With plenty of recurring revenue, an ability to push through modest price increases, improved profitability from its transformation program, and a gradually expanding platform of products, Thomson Reuters is consistently profitable.

Thomson Reuters TRI Dividend

Looking at the balance sheet, Thomson Reuters’ stable business model allows it to responsibly maintain more debt than most types of companies.

In fact, S&P has issued the company an investment-grade credit rating (BBB+) with a stable outlook.

Thomson Reuters TRI Dividend

Thomson Reuters’ average debt maturity is also 8 years and spread out nicely, which provides plenty of flexibility for the company to meet its obligations.

Thomson Reuters TRI Dividend

Source: Thomson Reuters Earning Presentation

All things considered, Thomson Reuters’ dividend payment appears to be quite safe. The company has a relatively high debt load, but its reasonable payout ratio, high recurring revenue, impressive dividend growth track record, and consistent cash flow all provide nice protection.

Thomson Reuters’ Dividend Growth

Our Dividend Growth Score answers the question, “How fast is the dividend likely to grow?” It considers many of the same fundamental factors as the Safety Score but places more weight on growth-centric metrics like sales and earnings growth and payout ratios. Scores of 50 are average, 75 or higher is very good, and 25 or lower is considered weak.

Thomson Reuters’ Dividend Growth Score is 29, suggesting that the company’s dividend growth potential is below average.

The company’s low score reflects its very low sales growth rate, indebted balance sheet, and management’s preference for small dividend increases in recent years.

As seen below, the company’s dividend has grown between 1% and 2% annually over the last five years.

Thomson Reuters TRI Dividend

Given the company’s target dividend payout ratio of 40% to 50% of its annual free cash flow, I wouldn’t be surprised to see 1-3% annual growth continue until business growth accelerates.

While Thomson Reuters’ dividend growth rate is far from remarkable, it has been consistent. The company has paid out dividends consistently for over 30 years and increased its dividend for 24 consecutive years.

Thomson Reuters is not eligible to join the S&P Dividend Aristocrats Index because it’s not a member of the S&P 500, but it has been a reliable dividend grower.

Valuation

TRI trades at a forward P/E ratio of 18.5, a slight premium to the S&P 500’s forward P/E ratio of 17.8, and offers a dividend yield of 2.9%, which is about in line with its long-term average yield.

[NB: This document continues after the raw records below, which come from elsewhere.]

use chrono::Utc;

use dexbot_core::{
    domain::{ChatId, UserId},
    formatting::{chain_title, escape_html, render_html, split_chunks},
    messaging::types::ChatAction,
    scan::{run_scan, ScanRequest},
    Result,
};

use crate::router::AppState;

const MAX_QUERY_LEN: usize = 64;

/// Split `/cmd@botname args` into a lowercase command name and the rest.
pub fn parse_command(text: &str) -> (String, String) {
    let mut parts = text.trim().splitn(2, char::is_whitespace);
    let first = parts.next().unwrap_or("").trim();
    let rest = parts.next().unwrap_or("").trim().to_string();

    let cmd = first
        .trim_start_matches('/')
        .split('@')
        .next()
        .unwrap_or("")
        .to_lowercase();

    (cmd, rest)
}

async fn send_html_split(state: &AppState, chat_id: ChatId, html: &str) -> Result<()> {
    for chunk in split_chunks(html, state.cfg.telegram_safe_limit) {
        state.messenger.send_html(chat_id, &chunk).await?;
    }
    Ok(())
}

fn help_html(state: &AppState) -> String {
    let title = escape_html(&chain_title(&state.cfg.chain_id));
    format!(
        "🤖 <b>Dexscreener bot</b>\n\n\
Tracks {title} pairs via the Dexscreener search API.\n\n\
<b>📋 Commands:</b>\n\
/scan [query] - Top {limit} {title} pairs (default query <code>{query}</code>)\n\
/watch - Alert this chat about newly listed pairs\n\
/unwatch - Stop new-pair alerts\n\
/status - Watcher status\n\
/help - Show this message",
        limit = state.cfg.report_limit,
        query = escape_html(&state.cfg.search_query),
    )
}

/// Handle one text message from an authorized user.
///
/// Telegram-agnostic: all output goes through `state.messenger`, so this is
/// what the tests drive.
pub async fn execute_command(
    state: &AppState,
    chat_id: ChatId,
    user_id: UserId,
    text: &str,
) -> Result<()> {
    let (allowed, retry_after) = state.rate_limiter.lock().await.check(user_id);
    if !allowed {
        tracing::debug!(user_id = user_id.0, "rate limited");
        let msg = match retry_after {
            Some(d) => format!("⏳ Rate limited. Try again in {:.0}s.", d.as_secs_f64().ceil()),
            None => "⏳ Rate limited.".to_string(),
        };
        return send_html_split(state, chat_id, &msg).await;
    }

    if !text.trim_start().starts_with('/') {
        return send_html_split(
            state,
            chat_id,
            "Send /scan to list pairs or /help for all commands.",
        )
        .await;
    }

    let (cmd, arg) = parse_command(text);
    tracing::debug!(chat_id = chat_id.0, user_id = user_id.0, cmd = %cmd, "command");

    match cmd.as_str() {
        "start" | "help" => send_html_split(state, chat_id, &help_html(state)).await,

        "scan" => scan(state, chat_id, &arg).await,

        "watch" => {
            let msg = if state.watcher.subscribe(chat_id).await {
                format!(
                    "👀 Watching for new {} pairs every {}s.",
                    escape_html(&chain_title(&state.cfg.chain_id)),
                    state.cfg.watch_interval.as_secs()
                )
            } else {
                "Already watching. Use /unwatch to stop.".to_string()
            };
            send_html_split(state, chat_id, &msg).await
        }

        "unwatch" => {
            let msg = if state.watcher.unsubscribe(chat_id).await {
                "🔕 New-pair alerts stopped."
            } else {
                "This chat is not watching. Use /watch to start."
            };
            send_html_split(state, chat_id, msg).await
        }

        "status" => {
            let html = state.watcher.status_html(chat_id).await;
            send_html_split(state, chat_id, &html).await
        }

        _ => {
            let msg = format!(
                "Unknown command: /{}. Use /help for commands.",
                escape_html(&cmd)
            );
            send_html_split(state, chat_id, &msg).await
        }
    }
}

async fn scan(state: &AppState, chat_id: ChatId, arg: &str) -> Result<()> {
    let query = if arg.is_empty() {
        state.cfg.search_query.clone()
    } else {
        arg.chars().take(MAX_QUERY_LEN).collect()
    };

    let _ = state
        .messenger
        .send_chat_action(chat_id, ChatAction::Typing)
        .await;
    let placeholder = state
        .messenger
        .send_html(
            chat_id,
            &format!("🔍 Scanning Dexscreener for <code>{}</code>…", escape_html(&query)),
        )
        .await?;

    let req = ScanRequest {
        query,
        chain_id: state.cfg.chain_id.clone(),
        limit: state.cfg.report_limit,
    };
    let html = match run_scan(state.source.as_ref(), &req, Utc::now()).await {
        Ok(outcome) => render_html(&outcome),
        Err(e) => {
            tracing::warn!(error = %e, "scan failed");
            format!("❌ Error: <code>{}</code>", escape_html(&e.to_string()))
        }
    };

    let mut chunks = split_chunks(&html, state.cfg.telegram_safe_limit).into_iter();
    if let Some(first) = chunks.next() {
        state.messenger.edit_html(placeholder, &first).await?;
    }
    for chunk in chunks {
        state.messenger.send_html(chat_id, &chunk).await?;
    }
    Ok(())
}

For a company with substantial recurring revenue, strong free cash flow generation, and stable business trends, it’s not a big surprise to see its stock trade at a premium valuation multiple.

While the company expects its adjusted earnings per share to grow by 13.5% in 2017, it seems unlikely that this business could generate more than mid-single-digit earnings growth over the long-term.

As a result, TRI’s stock appears to offer annual total return potential of 7% to 10% (2.9% dividend yield plus 4% to 6% annual earnings growth).

Conclusion

Thomson Reuters shares many characteristics with some of the best high dividend stocks in the market. The company has a long history of strong profitability and dependable dividend increases, almost all of its revenue is recurring, and management is taking actions to make the company more competitive.

While Thomson Reuters’ dividend growth rate has been fairly low over the last five years, management’s transformation plan appears to be improving the company’s organic growth, which could translate to faster payout growth over the coming years.

The stock doesn’t look like a bargain today, but it seems like a reasonable long-term hold as the company continues gaining organic growth traction.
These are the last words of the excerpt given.